Ainsi se termina cette ridicule révolte, dont le pire des résultats fut de priver la maigre colonie de ses enfants les plus capables. On ne saurait hésiter à accuser de ce malheur les deux alcades en service ordinaire, puisqu'eux seuls avaient un intérêt de vanité, et peutêtre aussi d'argent, à usurper le pouvoir. Il ne faut pas s'étonner de trouver autant de suffisance dans une population aussi réduite et pauvre, car c'est souvent sous les haillons de la misère que bouillonnent les passions les plus orgueilleuses. Pour être juste cependant, il convient de faire remarquer que le cabildo de la Trinidad n'était pas le seul à cette époque à donner le spectacle de la soif des honneurs et du pouvoir; dans toutes les colonies américaines de l'Espagne, la corporation visait à usurper les droits de la métropole et à s'emparer du gouvernement.

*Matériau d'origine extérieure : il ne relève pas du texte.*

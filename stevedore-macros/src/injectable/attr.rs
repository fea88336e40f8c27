use proc_macro2::{Span, TokenStream};
use quote::quote;
use syn::{
    bracketed,
    parse::{Parse, ParseStream},
    punctuated::Punctuated,
    Attribute, Error, Expr, LitStr, Token, Type,
};

use crate::attr_parsing::{combine_attribute, parse_assignment_attribute, parse_attrs, Combine};

pub(crate) mod kw {
    syn::custom_keyword!(interfaces);
    syn::custom_keyword!(name);
    syn::custom_keyword!(lifetime);
    syn::custom_keyword!(inferred);
}

pub(crate) struct TypeList(Punctuated<Type, Token![,]>);

impl Parse for TypeList {
    fn parse(input: ParseStream) -> syn::Result<Self> {
        let content;
        bracketed!(content in input);
        Ok(Self(content.parse_terminated(Type::parse, Token![,])?))
    }
}

/// `#[service_implementation(interfaces = [..], name = "..", lifetime = ..)]`
#[derive(Default)]
pub(crate) struct ServiceImplementationArgs {
    interfaces: Option<(kw::interfaces, TypeList)>,
    name: Option<(kw::name, LitStr)>,
    lifetime: Option<(kw::lifetime, Expr)>,
}

impl ServiceImplementationArgs {
    pub(crate) fn to_attribute(&self) -> TokenStream {
        let interfaces = self
            .interfaces
            .iter()
            .flat_map(|(_, TypeList(interfaces))| interfaces)
            .map(|interface| quote! { .interface::<#interface>() });
        let name = self.name.as_ref().map(|(_, name)| quote! { .named(#name) });
        let lifetime = self.lifetime.as_ref().map(|(_, lifetime)| {
            quote! {
                .lifetime({
                    #[allow(unused_imports)]
                    use ::stevedore::Lifetime::*;
                    #lifetime
                })
            }
        });

        quote! {
            .attribute(::stevedore::attributes::ServiceImplementation::new() #(#interfaces)* #name #lifetime)
        }
    }
}

impl Parse for ServiceImplementationArgs {
    fn parse(input: ParseStream) -> syn::Result<Self> {
        let mut args = Self::default();

        while !input.is_empty() {
            let lh = input.lookahead1();
            if lh.peek(kw::interfaces) {
                parse_assignment_attribute(input, &mut args.interfaces)?;
            } else if lh.peek(kw::name) {
                parse_assignment_attribute(input, &mut args.name)?;
            } else if lh.peek(kw::lifetime) {
                parse_assignment_attribute(input, &mut args.lifetime)?;
            } else {
                return Err(lh.error());
            }

            if !input.is_empty() {
                input.parse::<Token![,]>()?;
            }
        }

        Ok(args)
    }
}

impl Combine for ServiceImplementationArgs {
    fn combine(mut self, other: Self) -> syn::Result<Self> {
        let Self {
            interfaces,
            name,
            lifetime,
        } = other;
        combine_attribute(&mut self.interfaces, interfaces)?;
        combine_attribute(&mut self.name, name)?;
        combine_attribute(&mut self.lifetime, lifetime)?;
        Ok(self)
    }
}

/// `#[dependency]`, `#[dependency("..")]`, `#[dependency(name = "..")]` or `#[dependency(inferred)]`
#[derive(Default)]
pub(crate) enum DependencyArgs {
    #[default]
    Unnamed,
    Named(LitStr),
    Inferred,
}

impl DependencyArgs {
    pub(crate) fn to_attribute(&self) -> TokenStream {
        match self {
            Self::Unnamed => quote! { ::stevedore::attributes::Dependency::new() },
            Self::Named(name) => quote! { ::stevedore::attributes::Dependency::named(#name) },
            Self::Inferred => quote! { ::stevedore::attributes::Dependency::inferred() },
        }
    }
}

impl Parse for DependencyArgs {
    fn parse(input: ParseStream) -> syn::Result<Self> {
        let args = if input.is_empty() {
            Self::Unnamed
        } else if input.peek(LitStr) {
            Self::Named(input.parse()?)
        } else {
            let lh = input.lookahead1();
            if lh.peek(kw::name) {
                let mut name = None;
                parse_assignment_attribute::<kw::name, LitStr>(input, &mut name)?;
                match name {
                    Some((_, name)) => Self::Named(name),
                    None => Self::Unnamed,
                }
            } else if lh.peek(kw::inferred) {
                input.parse::<kw::inferred>()?;
                Self::Inferred
            } else {
                return Err(lh.error());
            }
        };

        if input.peek(Token![,]) {
            input.parse::<Token![,]>()?;
        }
        if !input.is_empty() {
            return Err(input.error("unexpected argument"));
        }

        Ok(args)
    }
}

impl Combine for DependencyArgs {
    fn combine(self, _: Self) -> syn::Result<Self> {
        Err(Error::new(Span::call_site(), "`dependency` specified more than once"))
    }
}

fn take<T>(ident: &str, attrs: &mut Vec<Attribute>) -> syn::Result<Option<T>>
where
    T: Combine + Parse + Default,
{
    let parsed = parse_attrs::<T>(ident, attrs);
    attrs.retain(|attr| !attr.path().is_ident(ident));
    parsed.transpose().map_err(|(err, attr)| Error::new_spanned(attr, err))
}

pub(crate) fn take_service_implementation(attrs: &mut Vec<Attribute>) -> syn::Result<Option<ServiceImplementationArgs>> {
    take("service_implementation", attrs)
}

pub(crate) fn take_dependency(attrs: &mut Vec<Attribute>) -> syn::Result<Option<DependencyArgs>> {
    take("dependency", attrs)
}

/// Removes the marker `ident` and returns its first occurrence.
pub(crate) fn take_marker(attrs: &mut Vec<Attribute>, ident: &str) -> Option<Attribute> {
    let marker = attrs.iter().find(|attr| attr.path().is_ident(ident)).cloned();
    attrs.retain(|attr| !attr.path().is_ident(ident));
    marker
}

Il semble que l'esprit envahisseur de la bourgeoisie française de l'époque s'était implanté dans le Nouveau-Monde; les cabildos voulaient se faire parlements. Mais, justement alarmée

(1) Meany, Abstract of the minutes of Cabildo, 1733-1813, ms., p. 30 et seq.

(2) Tradition rapportée par M. E.-L. Joseph.

(3) Meany, Abstract of the minutes of Cabildo, 1733-1813, ms., p. 30.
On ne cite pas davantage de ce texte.